Felony Murder Special Circumstance: When Appropriate Tison/Banks Factors Should Include Defendant’s Absence During the Killing
April 20th, 2021

The cases have repeated explained that the defendant’s presence during the killing is an important factor to consider as to both the major participant and reckless indifference elements of culpability as to a defendant who did not kill and was not an actual killer.


In Tison, the high court stressed the importance of presence to culpability. Each Tison brother was physically present during the entire sequence of events culminating in the murders. (Tison v. Arizona (1987) 481 U.S. 137, 158.)


In People v. Banks (2015) 61 Cal.4th 788, 803 the California Supreme Court articulated several factors to aid in determining whether a defendant who lacked the intent to kill may qualify as a major participant for purposes of a special circumstance finding. These factors consist of the following: “What role did the defendant have in planning the criminal enterprise that led to one or more deaths? What role did the defendant have in supplying or using lethal weapons? What awareness did the defendant have of particular dangers posed by the nature of the crime, weapons used, or past experience or conduct of the other participants? Was the defendant present at the scene of the killing, in a position to facilitate or prevent the actual murder, and did his or her own actions or inaction play a particular role in the death? What did the defendant do after lethal force was used?” (Ibid., fn. omitted; emphasis added.)

In assessing the defendant’s mens rea, the court in People v. Clark (2016) 63 Cal.4th 522 restated and applied a version of the factors enumerated in Banks, including (1) a defendant’s knowledge that weapons would be used; (2) his physical presence at the crime and his opportunity to restrain his accomplices or aid the victim; (3) the duration of the felony (a longer period of restraint often providing a greater window of opportunity for violence); and (4) the defendant’s knowledge of his cohorts’ likelihood of killing. (Clark, supra, 63 Cal.4th at pp. 618-621, emphasis added.) Additionally, as a matter of first impression, the court considered the defendant’s efforts to minimize the risk of violence in the commission of the felony, concluding such evidence “can be relevant to the reckless indifference to human life analysis” though it would not “in itself, necessarily foreclose” such a finding. (Id. at pp. 621-622.)

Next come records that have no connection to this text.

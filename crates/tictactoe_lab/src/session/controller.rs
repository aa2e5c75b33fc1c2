//! Sequencing of human and agent turns.

use super::{GameSession, SessionCommand, SessionError, SessionEvent, SessionState};
use crate::model::ModelAvailabilityReader;
use crate::providers::{GameMode, ProviderError, Providers};
use crate::transport::MoveRequest;
use tictactoe_board::{Mark, Position};
use tokio::sync::mpsc;
use tracing::{debug, info, instrument, warn};

/// Result of a background agent move request.
#[derive(Debug, Clone, PartialEq)]
pub struct AiMoveOutcome {
    /// Session the request was issued for.
    pub generation: u64,
    /// The provider's answer.
    pub result: Result<Position, ProviderError>,
}

/// Owns the active game session and drives it through its states.
///
/// Agent moves are requested on a spawned task and come back through an
/// internal channel. At most one request is outstanding per session; results
/// for a session that has since been reset are ignored.
pub struct SessionController {
    providers: Providers,
    model: ModelAvailabilityReader,
    events: mpsc::UnboundedSender<SessionEvent>,
    session: Option<GameSession>,
    state: SessionState,
    mode: Option<GameMode>,
    generation: u64,
    in_flight: Option<u64>,
    ai_tx: mpsc::UnboundedSender<AiMoveOutcome>,
    ai_rx: mpsc::UnboundedReceiver<AiMoveOutcome>,
}

impl SessionController {
    /// Creates an idle controller.
    pub fn new(
        providers: Providers,
        model: ModelAvailabilityReader,
        events: mpsc::UnboundedSender<SessionEvent>,
    ) -> Self {
        let (ai_tx, ai_rx) = mpsc::unbounded_channel();
        Self {
            providers,
            model,
            events,
            session: None,
            state: SessionState::Idle,
            mode: None,
            generation: 0,
            in_flight: None,
            ai_tx,
            ai_rx,
        }
    }

    /// Current state.
    pub fn state(&self) -> SessionState {
        self.state
    }

    /// Active session, if any.
    pub fn session(&self) -> Option<&GameSession> {
        self.session.as_ref()
    }

    /// Mode of the active session.
    pub fn mode(&self) -> Option<GameMode> {
        self.mode
    }

    /// Generation of the session whose agent move is outstanding.
    pub fn in_flight(&self) -> Option<u64> {
        self.in_flight
    }

    /// Whether `mode` can currently produce agent moves.
    pub fn mode_available(&self, mode: GameMode) -> bool {
        match mode {
            GameMode::Neural => self.model.is_loaded(),
            GameMode::Random | GameMode::Minimax => true,
        }
    }

    /// Starts a fresh game in `mode`.
    #[instrument(skip(self))]
    pub fn start(&mut self, mode: GameMode) {
        if !self.mode_available(mode) {
            warn!(%mode, "Mode selected before its model is loaded");
        }
        self.generation += 1;
        self.in_flight = None;
        self.mode = Some(mode);
        self.session = Some(GameSession::new(self.generation, mode));
        self.transition(SessionState::AwaitingHumanMove);
    }

    /// Discards the current game.
    ///
    /// With a mode selected a new empty game starts immediately; otherwise the
    /// controller goes back to idle. An outstanding agent move is not
    /// cancelled, its result is ignored when it arrives.
    #[instrument(skip(self))]
    pub fn reset(&mut self) {
        if let Some(generation) = self.in_flight.take() {
            debug!(generation, "Abandoning outstanding agent move");
        }
        match self.mode {
            Some(mode) => self.start(mode),
            None => {
                self.generation += 1;
                self.session = None;
                self.transition(SessionState::Idle);
            }
        }
    }

    /// Places the human's mark and, if the game goes on, asks for the agent's reply.
    #[instrument(skip(self))]
    pub fn submit_human_move(&mut self, position: Position) -> Result<(), SessionError> {
        if self.state != SessionState::AwaitingHumanMove {
            return Err(self.fail(SessionError::NotAwaitingHumanMove { state: self.state }));
        }
        let Some(session) = self.session.as_mut() else {
            return Err(self.fail(SessionError::NotAwaitingHumanMove { state: self.state }));
        };

        let status = match session.apply_move(position, Mark::Player) {
            Ok(status) => status,
            Err(e) => return Err(self.fail(e)),
        };
        info!(%position, %status, "Human moved");

        if status.is_terminal() {
            self.transition(SessionState::Terminal);
        } else {
            self.transition(SessionState::AwaitingAiMove);
            self.dispatch_ai_move();
        }
        Ok(())
    }

    /// Applies an agent move result.
    ///
    /// Returns `false` when the result belongs to a session that is no longer
    /// active and was ignored.
    #[instrument(skip(self), fields(generation = outcome.generation))]
    pub fn resolve_ai_move(&mut self, outcome: AiMoveOutcome) -> bool {
        if self.in_flight != Some(outcome.generation) || self.state != SessionState::AwaitingAiMove {
            warn!(current = self.generation, "Ignoring stale agent move");
            return false;
        }
        self.in_flight = None;

        let applied = match outcome.result {
            Ok(position) => match self.session.as_mut() {
                Some(session) => session.apply_move(position, Mark::Agent).map(|status| (position, status)),
                None => return false,
            },
            Err(e) => Err(e.into()),
        };

        match applied {
            Ok((position, status)) => {
                info!(%position, %status, "Agent moved");
                let next = if status.is_terminal() {
                    SessionState::Terminal
                } else {
                    SessionState::AwaitingHumanMove
                };
                self.transition(next);
            }
            Err(e) => {
                warn!(error = %e, "Agent move failed, human to move again");
                if let Some(session) = self.session.as_mut() {
                    session.to_move = Mark::Player;
                }
                self.transition(SessionState::AwaitingHumanMove);
                self.fail(e);
            }
        }
        true
    }

    /// Waits for the next agent move result and applies it.
    pub async fn process_next(&mut self) -> bool {
        match self.ai_rx.recv().await {
            Some(outcome) => self.resolve_ai_move(outcome),
            None => false,
        }
    }

    /// Handles one presentation command.
    pub fn handle_command(&mut self, command: SessionCommand) -> Result<(), SessionError> {
        match command {
            SessionCommand::Start(mode) => {
                self.start(mode);
                Ok(())
            }
            SessionCommand::HumanMove(position) => self.submit_human_move(position),
            SessionCommand::Reset => {
                self.reset();
                Ok(())
            }
        }
    }

    /// Serves commands until the sender is dropped.
    #[instrument(skip_all)]
    pub async fn run(mut self, mut commands: mpsc::UnboundedReceiver<SessionCommand>) {
        info!("Session controller running");
        loop {
            let step = tokio::select! {
                command = commands.recv() => Step::Command(command),
                Some(outcome) = self.ai_rx.recv() => Step::AiMove(outcome),
            };
            match step {
                Step::Command(Some(command)) => {
                    if let Err(e) = self.handle_command(command) {
                        debug!(error = %e, "Command rejected");
                    }
                }
                Step::Command(None) => break,
                Step::AiMove(outcome) => {
                    self.resolve_ai_move(outcome);
                }
            }
        }
        info!("Session controller stopped");
    }

    fn dispatch_ai_move(&mut self) {
        let Some(session) = self.session.as_ref() else {
            return;
        };
        let provider = self.providers.for_kind(session.provider);
        let request = MoveRequest::new(session.board, Mark::Agent);
        let generation = session.generation;
        let tx = self.ai_tx.clone();

        debug!(generation, provider = %provider.kind(), "Requesting agent move");
        self.in_flight = Some(generation);
        tokio::spawn(async move {
            let result = provider.select_move(&request).await;
            if tx.send(AiMoveOutcome { generation, result }).is_err() {
                debug!(generation, "Controller gone before agent move arrived");
            }
        });
    }

    fn transition(&mut self, state: SessionState) {
        info!(from = %self.state, to = %state, "Session state change");
        self.state = state;
        self.notify(SessionEvent::Changed {
            session: self.session.clone(),
            state,
        });
    }

    fn fail(&self, error: SessionError) -> SessionError {
        warn!(%error, "Session error");
        self.notify(SessionEvent::Error(error.clone()));
        error
    }

    fn notify(&self, event: SessionEvent) {
        if self.events.send(event).is_err() {
            debug!("No listener for session events");
        }
    }
}

enum Step {
    Command(Option<SessionCommand>),
    AiMove(AiMoveOutcome),
}
//! Game rules.
//!
//! Pure functions over [`Board`](crate::Board). Rules are kept apart from
//! board storage so the engine can compose them into [`crate::evaluate`].

pub mod draw;
pub mod win;

pub use draw::is_full;
pub use win::{check_winner, LINES};
//! Providers backed by the move server.

use super::{MoveProvider, ProviderError, ProviderKind};
use crate::model::ModelAvailabilityReader;
use crate::transport::{MoveEndpoint, MoveReply, MoveRequest, MoveService, TransportError};
use derive_new::new;
use std::sync::Arc;
use tictactoe_board::Position;
use tracing::{debug, instrument, warn};

/// Minimax search on the server.
#[derive(new)]
pub struct RemoteSearch {
    service: Arc<dyn MoveService>,
}

#[async_trait::async_trait]
impl MoveProvider for RemoteSearch {
    fn kind(&self) -> ProviderKind {
        ProviderKind::RemoteSearch
    }

    #[instrument(skip_all, fields(mover = %request.mover))]
    async fn select_move(&self, request: &MoveRequest) -> Result<Position, ProviderError> {
        request_remote_move(self.service.as_ref(), MoveEndpoint::Search, request).await
    }
}

/// Trained network on the server. Needs a loaded model.
#[derive(new)]
pub struct RemoteInference {
    service: Arc<dyn MoveService>,
    model: ModelAvailabilityReader,
}

#[async_trait::async_trait]
impl MoveProvider for RemoteInference {
    fn kind(&self) -> ProviderKind {
        ProviderKind::RemoteInference
    }

    #[instrument(skip_all, fields(mover = %request.mover))]
    async fn select_move(&self, request: &MoveRequest) -> Result<Position, ProviderError> {
        if !self.model.is_loaded() {
            warn!("Trained model requested before one was loaded");
            return Err(ProviderError::ModelNotLoaded);
        }
        request_remote_move(self.service.as_ref(), MoveEndpoint::Inference, request).await
    }
}

async fn request_remote_move(
    service: &dyn MoveService,
    endpoint: MoveEndpoint,
    request: &MoveRequest,
) -> Result<Position, ProviderError> {
    debug!(%endpoint, "Requesting remote move");
    let reply = service
        .request_move(endpoint, request)
        .await
        .map_err(from_transport)?;
    validate_reply(&reply, request)
}

fn from_transport(error: TransportError) -> ProviderError {
    match error {
        TransportError::Decode { message } => ProviderError::malformed(message),
        other => ProviderError::unavailable(other.reason()),
    }
}

/// Checks a reply against the board it was requested for.
fn validate_reply(reply: &MoveReply, request: &MoveRequest) -> Result<Position, ProviderError> {
    if let Some(error) = &reply.error {
        let message = match &reply.details {
            Some(details) => format!("{}: {}", error, details),
            None => error.clone(),
        };
        return Err(ProviderError::unavailable(message));
    }
    if let Some(warning) = &reply.warning {
        warn!(%warning, move_type = ?reply.move_type, "Move server warning");
    }

    let (row, col) = match (reply.row, reply.col) {
        (Some(row), Some(col)) => (row, col),
        _ => return Err(ProviderError::malformed("reply has no row/col")),
    };
    let position = Position::from_row_col(row, col)
        .ok_or_else(|| ProviderError::malformed(format!("cell ({}, {}) is off the board", row, col)))?;
    if !request.board.is_empty(position) {
        return Err(ProviderError::malformed(format!(
            "cell {} is already occupied",
            position
        )));
    }

    debug!(%position, move_type = ?reply.move_type, "Remote move accepted");
    Ok(position)
}
//! Remaining-time estimates from progress reports.

use std::time::Duration;
use tracing::trace;

/// Elapsed and estimated remaining time.
#[derive(Debug, Clone, Copy, PartialEq, Eq)]
pub struct Estimate {
    /// Time since the job started.
    pub elapsed: Duration,
    /// Projected time to completion.
    pub remaining: Duration,
}

/// Projects remaining time as `elapsed * (1 - p) / p`.
///
/// Only a strictly larger progress fraction in `(0, 1]` produces a new
/// estimate; repeated, smaller, zero or non-finite values keep the last one.
#[derive(Debug, Clone, Default)]
pub struct ProgressEstimator {
    last_progress: Option<f64>,
    last: Option<Estimate>,
}

impl ProgressEstimator {
    /// Creates an estimator with no observations.
    pub fn new() -> Self {
        Self::default()
    }

    /// Records a progress report taken `elapsed` after the job started.
    pub fn observe(&mut self, progress: f64, elapsed: Duration) -> Option<Estimate> {
        if !progress.is_finite() || progress <= 0.0 {
            trace!(progress, "Ignoring unusable progress");
            return self.last;
        }
        let progress = progress.min(1.0);
        if self.last_progress.is_some_and(|last| progress <= last) {
            trace!(progress, "Progress did not advance");
            return self.last;
        }

        let remaining_secs = elapsed.as_secs_f64() * (1.0 - progress) / progress;
        let remaining = Duration::try_from_secs_f64(remaining_secs).unwrap_or(Duration::MAX);
        let estimate = Estimate { elapsed, remaining };
        self.last_progress = Some(progress);
        self.last = Some(estimate);
        Some(estimate)
    }

    /// Forgets all observations.
    pub fn reset(&mut self) {
        *self = Self::default();
    }
}

#[cfg(test)]
mod tests {
    use super::*;

    #[test]
    fn test_quarter_done_projects_three_times_elapsed() {
        let mut estimator = ProgressEstimator::new();
        let estimate = estimator.observe(0.25, Duration::from_secs(10)).unwrap();
        assert_eq!(estimate.remaining, Duration::from_secs(30));
    }

    #[test]
    fn test_finished_job_has_nothing_remaining() {
        let mut estimator = ProgressEstimator::new();
        let estimate = estimator.observe(1.0, Duration::from_secs(42)).unwrap();
        assert_eq!(estimate.remaining, Duration::ZERO);
    }

    #[test]
    fn test_non_advancing_progress_keeps_last_estimate() {
        let mut estimator = ProgressEstimator::new();
        let first = estimator.observe(0.5, Duration::from_secs(10));
        assert_eq!(estimator.observe(0.5, Duration::from_secs(20)), first);
        assert_eq!(estimator.observe(0.3, Duration::from_secs(30)), first);
        assert_eq!(estimator.observe(f64::NAN, Duration::from_secs(40)), first);
    }

    #[test]
    fn test_zero_progress_gives_no_estimate() {
        let mut estimator = ProgressEstimator::new();
        assert_eq!(estimator.observe(0.0, Duration::from_secs(5)), None);
        assert_eq!(estimator.observe(-0.1, Duration::from_secs(5)), None);
    }

    #[test]
    fn test_steady_progress_never_raises_remaining() {
        let mut estimator = ProgressEstimator::new();
        let mut previous = Duration::MAX;
        for step in 1..=20u32 {
            let progress = f64::from(step) / 20.0;
            let elapsed = Duration::from_secs(u64::from(step) * 3);
            let estimate = estimator.observe(progress, elapsed).unwrap();
            assert!(estimate.remaining <= previous);
            previous = estimate.remaining;
        }
        assert_eq!(previous, Duration::ZERO);
    }
}
//! Named board positions.

use serde::{Deserialize, Serialize};
use tracing::instrument;

/// A position on the board.
///
/// Positions are numbered 0-8 left-to-right, top-to-bottom; rows and
/// columns are 0-based.
#[derive(Debug, Clone, Copy, PartialEq, Eq, Hash, Serialize, Deserialize, strum::EnumIter)]
pub enum Position {
    /// Row 0, column 0.
    TopLeft,
    /// Row 0, column 1.
    TopCenter,
    /// Row 0, column 2.
    TopRight,
    /// Row 1, column 0.
    MiddleLeft,
    /// Row 1, column 1.
    Center,
    /// Row 1, column 2.
    MiddleRight,
    /// Row 2, column 0.
    BottomLeft,
    /// Row 2, column 1.
    BottomCenter,
    /// Row 2, column 2.
    BottomRight,
}

impl Position {
    /// All 9 positions in row-major order.
    pub const ALL: [Position; 9] = [
        Position::TopLeft,
        Position::TopCenter,
        Position::TopRight,
        Position::MiddleLeft,
        Position::Center,
        Position::MiddleRight,
        Position::BottomLeft,
        Position::BottomCenter,
        Position::BottomRight,
    ];

    /// Label for display.
    pub fn label(&self) -> &'static str {
        match self {
            Position::TopLeft => "Top-left",
            Position::TopCenter => "Top-center",
            Position::TopRight => "Top-right",
            Position::MiddleLeft => "Middle-left",
            Position::Center => "Center",
            Position::MiddleRight => "Middle-right",
            Position::BottomLeft => "Bottom-left",
            Position::BottomCenter => "Bottom-center",
            Position::BottomRight => "Bottom-right",
        }
    }

    /// Converts to a row-major board index (0-8).
    pub fn to_index(self) -> usize {
        self as usize
    }

    /// Creates a position from a board index.
    pub fn from_index(index: usize) -> Option<Self> {
        Self::ALL.get(index).copied()
    }

    /// Row of this position (0-2).
    pub fn row(self) -> usize {
        self.to_index() / 3
    }

    /// Column of this position (0-2).
    pub fn col(self) -> usize {
        self.to_index() % 3
    }

    /// Creates a position from row and column, rejecting anything off the board.
    #[instrument]
    pub fn from_row_col(row: i64, col: i64) -> Option<Self> {
        if !(0..3).contains(&row) || !(0..3).contains(&col) {
            return None;
        }
        Self::from_index((row * 3 + col) as usize)
    }
}

impl std::fmt::Display for Position {
    fn fmt(&self, f: &mut std::fmt::Formatter<'_>) -> std::fmt::Result {
        write!(f, "{} ({}, {})", self.label(), self.row(), self.col())
    }
}
//! Network boundary.
//!
//! Everything the core needs from the server sits behind two traits so the
//! controllers can run against [`HttpBackend`] in production and in-memory
//! fakes in tests.

mod http;
mod sse;
mod wire;

pub use http::HttpBackend;
pub use sse::SseDecoder;
pub use wire::{
    encode_board, JobRequest, MoveReply, MoveRequest, MoveRequestBody, StatusEvent, StatusPayload,
};

use crate::model::ModelAvailability;
use derive_more::{Display, Error};
use futures::stream::BoxStream;
use tracing::error;

/// Which remote move endpoint to call.
#[derive(Debug, Clone, Copy, PartialEq, Eq, Hash, Display)]
pub enum MoveEndpoint {
    /// Minimax search.
    #[display("minimax")]
    Search,
    /// Trained neural network.
    #[display("neural-network")]
    Inference,
}

/// Decoded events from the training status stream.
pub type StatusStream = BoxStream<'static, Result<StatusEvent, TransportError>>;

/// Requests the agent's moves.
#[async_trait::async_trait]
pub trait MoveService: Send + Sync {
    /// Sends a board snapshot and returns the server's reply.
    async fn request_move(
        &self,
        endpoint: MoveEndpoint,
        request: &MoveRequest,
    ) -> Result<MoveReply, TransportError>;
}

/// Drives training jobs on the server.
#[async_trait::async_trait]
pub trait TrainingService: Send + Sync {
    /// Creates a training job.
    async fn submit_job(&self, request: &JobRequest) -> Result<(), TransportError>;

    /// Asks the server to stop the running job.
    async fn cancel_job(&self) -> Result<(), TransportError>;

    /// Queries whether a trained model is loaded.
    async fn model_status(&self) -> Result<ModelAvailability, TransportError>;

    /// Opens the push stream of job status events.
    ///
    /// The stream ends when the server closes the connection.
    async fn open_status_stream(&self) -> Result<StatusStream, TransportError>;
}

/// Failure at the network boundary.
#[derive(Debug, Clone, PartialEq, Display, Error)]
pub enum TransportError {
    /// The request never got a response.
    #[display("connection failed: {message}")]
    Connection {
        /// Underlying cause.
        message: String,
    },
    /// The server answered with a non-success status.
    #[display("server returned {code}: {message}")]
    Status {
        /// HTTP status code.
        code: u16,
        /// Message extracted from the error body.
        message: String,
    },
    /// The response body did not have the expected shape.
    #[display("malformed response: {message}")]
    Decode {
        /// What was wrong with it.
        message: String,
    },
    /// The status stream ended.
    #[display("stream closed by server")]
    Closed,
}

impl TransportError {
    /// Connection failure.
    pub fn connection(message: impl Into<String>) -> Self {
        let message = message.into();
        error!(%message, "Transport connection error");
        Self::Connection { message }
    }

    /// Non-success status.
    pub fn status(code: u16, message: impl Into<String>) -> Self {
        let message = message.into();
        error!(code, %message, "Server returned error status");
        Self::Status { code, message }
    }

    /// Undecodable body.
    pub fn decode(message: impl Into<String>) -> Self {
        let message = message.into();
        error!(%message, "Failed to decode server response");
        Self::Decode { message }
    }

    /// Message suitable for a log line, without the error-kind prefix.
    pub fn reason(&self) -> String {
        match self {
            Self::Connection { message } | Self::Status { message, .. } | Self::Decode { message } => {
                message.clone()
            }
            Self::Closed => "stream closed by server".to_string(),
        }
    }
}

However, the CALCRIM instructions on the Banks/Clark factors (CC 540B, CC 540C) omit any express reference to whether or not the defendant was present during the killing.


The first reckless indifference factor in CC 703 does contain the following garbled language: “[Did the present during the <insert underlying felony]” and the reckless indifference factors include the following:


[• Was the defendant near the person(s) killed when the killing occurred?]

[• Did the defendant have an opportunity to stop the killing or to help the victim(s)?]


The major participant factors include the following:


[• Was the defendant in a position to facilitate or to prevent the death?]

[• Did the defendant’s action or inaction play a role in the death?]


Nevertheless, there is no instructional factor which specifically enumerates the defendant’s lack of presence as a relevant factor.


Therefore, when the defendant was not present during the killing (e.g., defendant was a lookout or getaway driver) the CALCRIM factors for both reckless indifference and major participant should be modified to include reference to the defendant’s absence during the killing.


Moreover, CC 540B and CC 540C inform the jurors as follows:


“[It is not required that the defendant be present when the act causing the death occurs.]”


When appropriate this language should be modified consistent with the Banks/Clark factors to include the defendant’s absence during the killing in language such as the following:


Sample Instruction


It is not required that the defendant be present when the act causing the death occurs. However, in deciding whether the defendant was a major participant in the killing and whether (he/she) acted with reckless indifference consider any evidence that the defendant was not present during the killing.